To address aforementioned issues, a new framework is introduced in the present research manuscript for effective emotion classification using EEG signals.

3. Methods

In the EEG based emotion classification, the developed framework includes four phases such as signal collection: DEAP, pre-processing: EMD-VMD techniques, feature-extraction: 20 statistical features, ER: IRSOA- LSTM network. The block-diagram of the developed framework is depicted in Figure 1.

Figure 1. Block-diagram of the developed framework

3.1 Database description

The proposed IRSOA-LSTM network’s efficacy is validated on an online DEAP database.
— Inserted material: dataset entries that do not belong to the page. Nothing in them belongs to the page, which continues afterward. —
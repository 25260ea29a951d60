//! File relocation for curated datasets.
//!
//! Files can be moved under a local root or copied over SCP to a remote host.
//! Both routes return one entry per input file, in input order, with `None`
//! for files that could not be relocated. A failed file never aborts the
//! batch; only setup failures (root creation, connection, declined remote
//! directory) are errors.
//!
//! Interactive input and the remote session sit behind traits
//! ([`CredentialProvider`], [`RemoteTransport`]) so the batch logic can run
//! against in-memory doubles.

mod credentials;
mod error;
mod local;
mod migrate;
mod ssh;

// === Error Types ===
pub use error::{RelocateError, Result};

// === Credentials ===
pub use credentials::{
    CredentialProvider, InteractiveCredentials, REMOTE_HOSTNAME_VAR, StaticCredentials,
};

// === Local Moves ===
pub use local::{ensure_root, move_file, move_files_locally};

// === Remote Migration ===
pub use migrate::{RemoteTransport, ensure_remote_dir, migrate_files, migrate_with, remote_join};
pub use ssh::{DEFAULT_SSH_PORT, SshSession};
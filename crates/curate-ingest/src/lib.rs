//! Metadata ingestion.
//!
//! - **Record sources**: delimited metadata files (one row per image series)
//!   loaded into Polars DataFrames with every column kept as text
//! - **Filename scanning**: label files by the suffix of their file stem
//!   (`case_0012_t2w.mha` -> `t2w`)

mod error;
mod scan;
mod source;

// === Error Types ===
pub use error::{IngestError, Result};

// === Record Sources ===
pub use source::{read_csv_headers, read_metadata_csv};

// === Filename Scanning ===
pub use scan::{
    FILE_PATH_COLUMN, LABEL_COLUMN, SUFFIX_COLUMN, ScanOptions, file_suffix, scan_labelled_files,
};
It has 32 subjects’ physiological EEG signals, and the subjects rated every video in light of the valence and arousal levels. Out of 32 subjects, 22 subject’s physiological EEG signals are recorded with frontal facial videos. In the DEAP database, the EEG signals have sampling frequency of 512 Hz, which are recorded from 32 dissimilar locations such as O1, Fp1, AF4, FC2, CP5, FC1, Fp2, PO3, PO4, Fz, FC6, O2, CP1, CP2, Cz, T8, FC5, F4, C4, Oz, CP6, AF3, T7, P4, F8, P7, F3, P3, Pz, P8, C3, and F7. Some statistical information of the DEAP database is represented as follows: sampling-rate is 512 Hz frequency, number of subjects and channels is 32, labels are arousal and valence, and number of videos is 40 [37]. The DEAP database content summary (physiological experiments and online subjective annotations) is stated in Table 1. In addition to this, the sample DEAP database signals are denoted in Figure 2.
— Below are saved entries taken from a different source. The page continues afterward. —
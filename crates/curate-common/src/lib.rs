//! Shared utilities for the curation crates.
//!
//! - Polars DataFrame helpers used by ingestion, the record store and output
//! - Redaction of row-level values before they reach the logs

pub mod polars;
pub mod redact;

pub use polars::{any_to_optional_string, any_to_string, column_values, format_numeric, is_missing};
pub use redact::{REDACTED_VALUE, log_data_enabled, redact_value, set_log_data};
DEAPdatabase: https://www.eecs.qmul.ac.uk/mmv/datasets/deap/.

Figure 2. Sample acquired EEG signals

Table 1. Content summary of the DEAP database

Physiological experiments

Rating values

Familiarity: discrete scale ranges from 1 to 5 and others: continuous scale ranges from 1 to 9

Rating scales

Valence and arousal

Number of videos

40

Number of subjects

32

Recorded signals

Facial videos (22 subjects), 32-channels, and 512 Hz physiological EEG signals

Online subjective annotations

Rating values

Discrete scale ranges from 1 to 9

Rating scales

Valence and arousal

Number of ratings per video

14 to 16

Selection approach

60 manually selected and 60 selected via affective tags

Video duration

One minute

Number of videos

120

3.2 Pre-processing and feature extraction

Figure 3. Sample-decomposed EEG signal of EMD technique

After acquiring the EEG signals from the DEAP database, the EMD/VMD are utilized for decomposing the non-static and non-linear signals to remove unwanted noise and artifacts. In the initial step, the EMD categorizes the collected EEG signals into many Inherent Functions (IMFs). Each IMF is utilized as a sub-band signal, which is utilized for decomposing the sub-strip signal. The EMD splits the EEG signals into two dissimilar types of frequencies like low and high frequencies. The filter recognizes the wave pattern in the high frequency that sharps the wave edges. The wave will be clearer and understandable for the classifiers after applying the smoothing filters; also, there will be no data loss [38, 39]. The sample-decomposed signal of EMD technique is depicted in Figure 3. In addition, the VMD splits the collected EEG signals into several modes (sub-signals). The Hilbert transformation technique is applied on every mode in VMD for measuring the mode’s frequency ranges and unilateral spectrum of frequencies [40]. The modes frequency range is transferred to a measured middle frequency by integrating it with the exponential [41]. In this study, the Gaussian smoothness of the demodulated signal is used for measuring Bandwidth. Both EMD-VMD filters result in the denoised signal, which is cleaned from noise, artifacts, and outside effects during recording. The sample-decomposed signal of hybrid technique is represented in Figure 4. Next, the hybrid feature extraction is carried-out to extract vectors from the cleaned signals. In this reaserch manuscript, the hybrid feature extraction includes statistical techniques: hjorth activity, band power theta, sample entropy, hjorth mobility, hjorth complexity, shannon entropy, standard deviation, band power gamma, variance, band power delta, mean-curve-length, normalized first difference, auto-regressive model, band power beta, zero cross rate, mean teager energy, band power alpha, ratio band power alpha beta, minimum, and maximum [42]. In the two dimensional emotion classification, the hybrid feature extraction extracts feature length of 74 in both arousal and valence classes. The hybrid feature extraction includes the benefits like accuracy improvement, over-fitting risk reduction, improved data-visualization and speed up the training process of LSTM network.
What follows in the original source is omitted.